* _AIM OF THE EXERCISE_
Every single entry should be printed exactly.
*** Opening of EXTRACTED MATERIAL ***
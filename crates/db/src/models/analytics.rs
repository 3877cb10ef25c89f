//! Aggregate rows read by the analytics aggregator.
//!
//! These never map to a single table; each matches the projection of one
//! query in `AnalyticsRepo`.

use learnhub_core::analytics::QuestionSuccess;
use learnhub_core::reports::{
    ActivityItem, AttemptTotals, CourseStatusCounts, NextTask, RecentEnrollment, RoleCounts,
    TaskTypeDistribution,
};
use learnhub_core::types::{DbId, Timestamp};
use sqlx::FromRow;

#[derive(Debug, Clone, Copy, Default, PartialEq, Eq, FromRow)]
pub struct RoleCountRow {
    pub student: i64,
    pub instructor: i64,
    pub admin: i64,
    pub total: i64,
}

#[derive(Debug, Clone, Copy, Default, PartialEq, Eq, FromRow)]
pub struct CourseStatusCountRow {
    pub draft: i64,
    pub published: i64,
    pub archived: i64,
    pub deprecated: i64,
    pub total: i64,
}

#[derive(Debug, Clone, Copy, Default, PartialEq, Eq, FromRow)]
pub struct TaskTypeCountRow {
    pub learning: i64,
    pub quiz: i64,
    pub total: i64,
}

/// One enrolled student with completion counts over the course's visible tasks.
#[derive(Debug, Clone, PartialEq, Eq, FromRow)]
pub struct StudentCompletionRow {
    pub user_id: DbId,
    pub username: String,
    pub enrollment_status: String,
    pub completed: i64,
    pub in_progress: i64,
}

/// A progress row on a visible task of a course.
#[derive(Debug, Clone, PartialEq, Eq, FromRow)]
pub struct ProgressDetailRow {
    pub user_id: DbId,
    pub task_id: DbId,
    pub status: String,
    pub start_date: Option<Timestamp>,
    pub completion_date: Option<Timestamp>,
    pub updated_at: Timestamp,
}

/// Response tallies for one question.
#[derive(Debug, Clone, PartialEq, Eq, FromRow)]
pub struct QuestionStatRow {
    pub question_id: DbId,
    pub quiz_id: DbId,
    pub text: String,
    pub total_responses: i64,
    pub correct_responses: i64,
}

/// Attempt projection used for per-task quiz statistics.
#[derive(Debug, Clone, PartialEq, Eq, FromRow)]
pub struct AttemptRow {
    pub id: DbId,
    pub user_id: DbId,
    pub quiz_id: DbId,
    pub score: i32,
    pub completion_status: String,
    pub started_at: Timestamp,
    pub time_taken_secs: Option<i32>,
}

/// One of a user's attempts with its quiz/course context and response tallies.
#[derive(Debug, Clone, PartialEq, Eq, FromRow)]
pub struct UserAttemptRow {
    pub attempt_id: DbId,
    pub quiz_id: DbId,
    pub quiz_title: String,
    pub course_id: DbId,
    pub course_title: String,
    pub score: i32,
    pub completion_status: String,
    pub started_at: Timestamp,
    pub time_taken_secs: Option<i32>,
    pub correct: i64,
    pub total: i64,
}

#[derive(Debug, Clone, PartialEq, Eq, FromRow)]
pub struct CategoryStatRow {
    pub category: String,
    pub responses: i64,
    pub correct: i64,
}

#[derive(Debug, Clone, PartialEq, Eq, FromRow)]
pub struct ActivityRow {
    pub course_id: DbId,
    pub task_id: DbId,
    pub task_title: String,
    pub status: String,
    pub updated_at: Timestamp,
}

#[derive(Debug, Clone, PartialEq, Eq, FromRow)]
pub struct NextTaskRow {
    pub course_id: DbId,
    pub task_id: DbId,
    pub title: String,
    pub task_type: String,
}

#[derive(Debug, Clone, Copy, PartialEq, Eq, FromRow)]
pub struct CourseEnrollmentCountRow {
    pub course_id: DbId,
    pub total: i64,
    pub active: i64,
    pub completed: i64,
    pub dropped: i64,
}

#[derive(Debug, Clone, Copy, PartialEq, FromRow)]
pub struct CourseScoreRow {
    pub course_id: DbId,
    pub average_score: Option<f64>,
}

#[derive(Debug, Clone, PartialEq, Eq, FromRow)]
pub struct RecentEnrollmentRow {
    pub course_id: DbId,
    pub course_title: String,
    pub user_id: DbId,
    pub username: String,
    pub enrollment_date: Timestamp,
}

#[derive(Debug, Clone, Copy, Default, PartialEq, FromRow)]
pub struct AttemptTotalsRow {
    pub total: i64,
    pub completed: i64,
    pub average_score: Option<f64>,
}

// ---------------------------------------------------------------------------
// Row -> report conversions
// ---------------------------------------------------------------------------

impl From<RoleCountRow> for RoleCounts {
    fn from(row: RoleCountRow) -> Self {
        Self {
            student: row.student,
            instructor: row.instructor,
            admin: row.admin,
            total: row.total,
        }
    }
}

impl From<CourseStatusCountRow> for CourseStatusCounts {
    fn from(row: CourseStatusCountRow) -> Self {
        Self {
            draft: row.draft,
            published: row.published,
            archived: row.archived,
            deprecated: row.deprecated,
            total: row.total,
        }
    }
}

impl From<TaskTypeCountRow> for TaskTypeDistribution {
    fn from(row: TaskTypeCountRow) -> Self {
        Self {
            learning: row.learning,
            quiz: row.quiz,
            total: row.total,
        }
    }
}

impl From<AttemptTotalsRow> for AttemptTotals {
    fn from(row: AttemptTotalsRow) -> Self {
        Self {
            total: row.total,
            completed: row.completed,
            average_score: row.average_score.map(learnhub_core::progress::round2),
        }
    }
}

impl From<QuestionStatRow> for QuestionSuccess {
    fn from(row: QuestionStatRow) -> Self {
        QuestionSuccess::new(
            row.question_id,
            row.quiz_id,
            row.text,
            row.total_responses,
            row.correct_responses,
        )
    }
}

impl From<ActivityRow> for ActivityItem {
    fn from(row: ActivityRow) -> Self {
        Self {
            course_id: row.course_id,
            task_id: row.task_id,
            task_title: row.task_title,
            status: row.status,
            updated_at: row.updated_at,
        }
    }
}

impl From<NextTaskRow> for NextTask {
    fn from(row: NextTaskRow) -> Self {
        Self {
            course_id: row.course_id,
            task_id: row.task_id,
            title: row.title,
            task_type: row.task_type,
        }
    }
}

impl From<RecentEnrollmentRow> for RecentEnrollment {
    fn from(row: RecentEnrollmentRow) -> Self {
        Self {
            course_id: row.course_id,
            course_title: row.course_title,
            user_id: row.user_id,
            username: row.username,
            enrollment_date: row.enrollment_date,
        }
    }
}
*** Close of EXTRACTED MATERIAL ***
* _RESPONSE FOR THIS EXERCISE_
filename crates/db/src/models/analytics.rs
repository 3877cb10ef25c89f
//! Aggregate rows read by the analytics aggregator.
//!
//! These never map to a single table; each matches the projection of one
//! query in `AnalyticsRepo`.

use learnhub_core::analytics::QuestionSuccess;
use learnhub_core::reports::{
    ActivityItem, AttemptTotals, CourseStatusCounts, NextTask, RecentEnrollment, RoleCounts,
    TaskTypeDistribution,
};
use learnhub_core::types::{DbId, Timestamp};
use sqlx::FromRow;

#[derive(Debug, Clone, Copy, Default, PartialEq, Eq, FromRow)]
pub struct RoleCountRow {
    pub student: i64,
    pub instructor: i64,
    pub admin: i64,
    pub total: i64,
}

#[derive(Debug, Clone, Copy, Default, PartialEq, Eq, FromRow)]
pub struct CourseStatusCountRow {
    pub draft: i64,
    pub published: i64,
    pub archived: i64,
    pub deprecated: i64,
    pub total: i64,
}

#[derive(Debug, Clone, Copy, Default, PartialEq, Eq, FromRow)]
pub struct TaskTypeCountRow {
    pub learning: i64,
    pub quiz: i64,
    pub total: i64,
}

/// One enrolled student with completion counts over the course's visible tasks.
#[derive(Debug, Clone, PartialEq, Eq, FromRow)]
pub struct StudentCompletionRow {
    pub user_id: DbId,
    pub username: String,
    pub enrollment_status: String,
    pub completed: i64,
    pub in_progress: i64,
}

/// A progress row on a visible task of a course.
#[derive(Debug, Clone, PartialEq, Eq, FromRow)]
pub struct ProgressDetailRow {
    pub user_id: DbId,
    pub task_id: DbId,
    pub status: String,
    pub start_date: Option<Timestamp>,
    pub completion_date: Option<Timestamp>,
    pub updated_at: Timestamp,
}

/// Response tallies for one question.
#[derive(Debug, Clone, PartialEq, Eq, FromRow)]
pub struct QuestionStatRow {
    pub question_id: DbId,
    pub quiz_id: DbId,
    pub text: String,
    pub total_responses: i64,
    pub correct_responses: i64,
}

/// Attempt projection used for per-task quiz statistics.
#[derive(Debug, Clone, PartialEq, Eq, FromRow)]
pub struct AttemptRow {
    pub id: DbId,
    pub user_id: DbId,
    pub quiz_id: DbId,
    pub score: i32,
    pub completion_status: String,
    pub started_at: Timestamp,
    pub time_taken_secs: Option<i32>,
}

/// One of a user's attempts with its quiz/course context and response tallies.
#[derive(Debug, Clone, PartialEq, Eq, FromRow)]
pub struct UserAttemptRow {
    pub attempt_id: DbId,
    pub quiz_id: DbId,
    pub quiz_title: String,
    pub course_id: DbId,
    pub course_title: String,
    pub score: i32,
    pub completion_status: String,
    pub started_at: Timestamp,
    pub time_taken_secs: Option<i32>,
    pub correct: i64,
    pub total: i64,
}

#[derive(Debug, Clone, PartialEq, Eq, FromRow)]
pub struct CategoryStatRow {
    pub category: String,
    pub responses: i64,
    pub correct: i64,
}

#[derive(Debug, Clone, PartialEq, Eq, FromRow)]
pub struct ActivityRow {
    pub course_id: DbId,
    pub task_id: DbId,
    pub task_title: String,
    pub status: String,
    pub updated_at: Timestamp,
}

#[derive(Debug, Clone, PartialEq, Eq, FromRow)]
pub struct NextTaskRow {
    pub course_id: DbId,
    pub task_id: DbId,
    pub title: String,
    pub task_type: String,
}

#[derive(Debug, Clone, Copy, PartialEq, Eq, FromRow)]
pub struct CourseEnrollmentCountRow {
    pub course_id: DbId,
    pub total: i64,
    pub active: i64,
    pub completed: i64,
    pub dropped: i64,
}

#[derive(Debug, Clone, Copy, PartialEq, FromRow)]
pub struct CourseScoreRow {
    pub course_id: DbId,
    pub average_score: Option<f64>,
}

#[derive(Debug, Clone, PartialEq, Eq, FromRow)]
pub struct RecentEnrollmentRow {
    pub course_id: DbId,
    pub course_title: String,
    pub user_id: DbId,
    pub username: String,
    pub enrollment_date: Timestamp,
}

#[derive(Debug, Clone, Copy, Default, PartialEq, FromRow)]
pub struct AttemptTotalsRow {
    pub total: i64,
    pub completed: i64,
    pub average_score: Option<f64>,
}

// ---------------------------------------------------------------------------
// Row -> report conversions
// ---------------------------------------------------------------------------

impl From<RoleCountRow> for RoleCounts {
    fn from(row: RoleCountRow) -> Self {
        Self {
            student: row.student,
            instructor: row.instructor,
            admin: row.admin,
            total: row.total,
        }
    }
}

impl From<CourseStatusCountRow> for CourseStatusCounts {
    fn from(row: CourseStatusCountRow) -> Self {
        Self {
            draft: row.draft,
            published: row.published,
            archived: row.archived,
            deprecated: row.deprecated,
            total: row.total,
        }
    }
}

impl From<TaskTypeCountRow> for TaskTypeDistribution {
    fn from(row: TaskTypeCountRow) -> Self {
        Self {
            learning: row.learning,
            quiz: row.quiz,
            total: row.total,
        }
    }
}

impl From<AttemptTotalsRow> for AttemptTotals {
    fn from(row: AttemptTotalsRow) -> Self {
        Self {
            total: row.total,
            completed: row.completed,
            average_score: row.average_score.map(learnhub_core::progress::round2),
        }
    }
}

impl From<QuestionStatRow> for QuestionSuccess {
    fn from(row: QuestionStatRow) -> Self {
        QuestionSuccess::new(
            row.question_id,
            row.quiz_id,
            row.text,
            row.total_responses,
            row.correct_responses,
        )
    }
}

impl From<ActivityRow> for ActivityItem {
    fn from(row: ActivityRow) -> Self {
        Self {
            course_id: row.course_id,
            task_id: row.task_id,
            task_title: row.task_title,
            status: row.status,
            updated_at: row.updated_at,
        }
    }
}

impl From<NextTaskRow> for NextTask {
    fn from(row: NextTaskRow) -> Self {
        Self {
            course_id: row.course_id,
            task_id: row.task_id,
            title: row.title,
            task_type: row.task_type,
        }
    }
}

impl From<RecentEnrollmentRow> for RecentEnrollment {
    fn from(row: RecentEnrollmentRow) -> Self {
        Self {
            course_id: row.course_id,
            course_title: row.course_title,
            user_id: row.user_id,
            username: row.username,
            enrollment_date: row.enrollment_date,
        }
    }
}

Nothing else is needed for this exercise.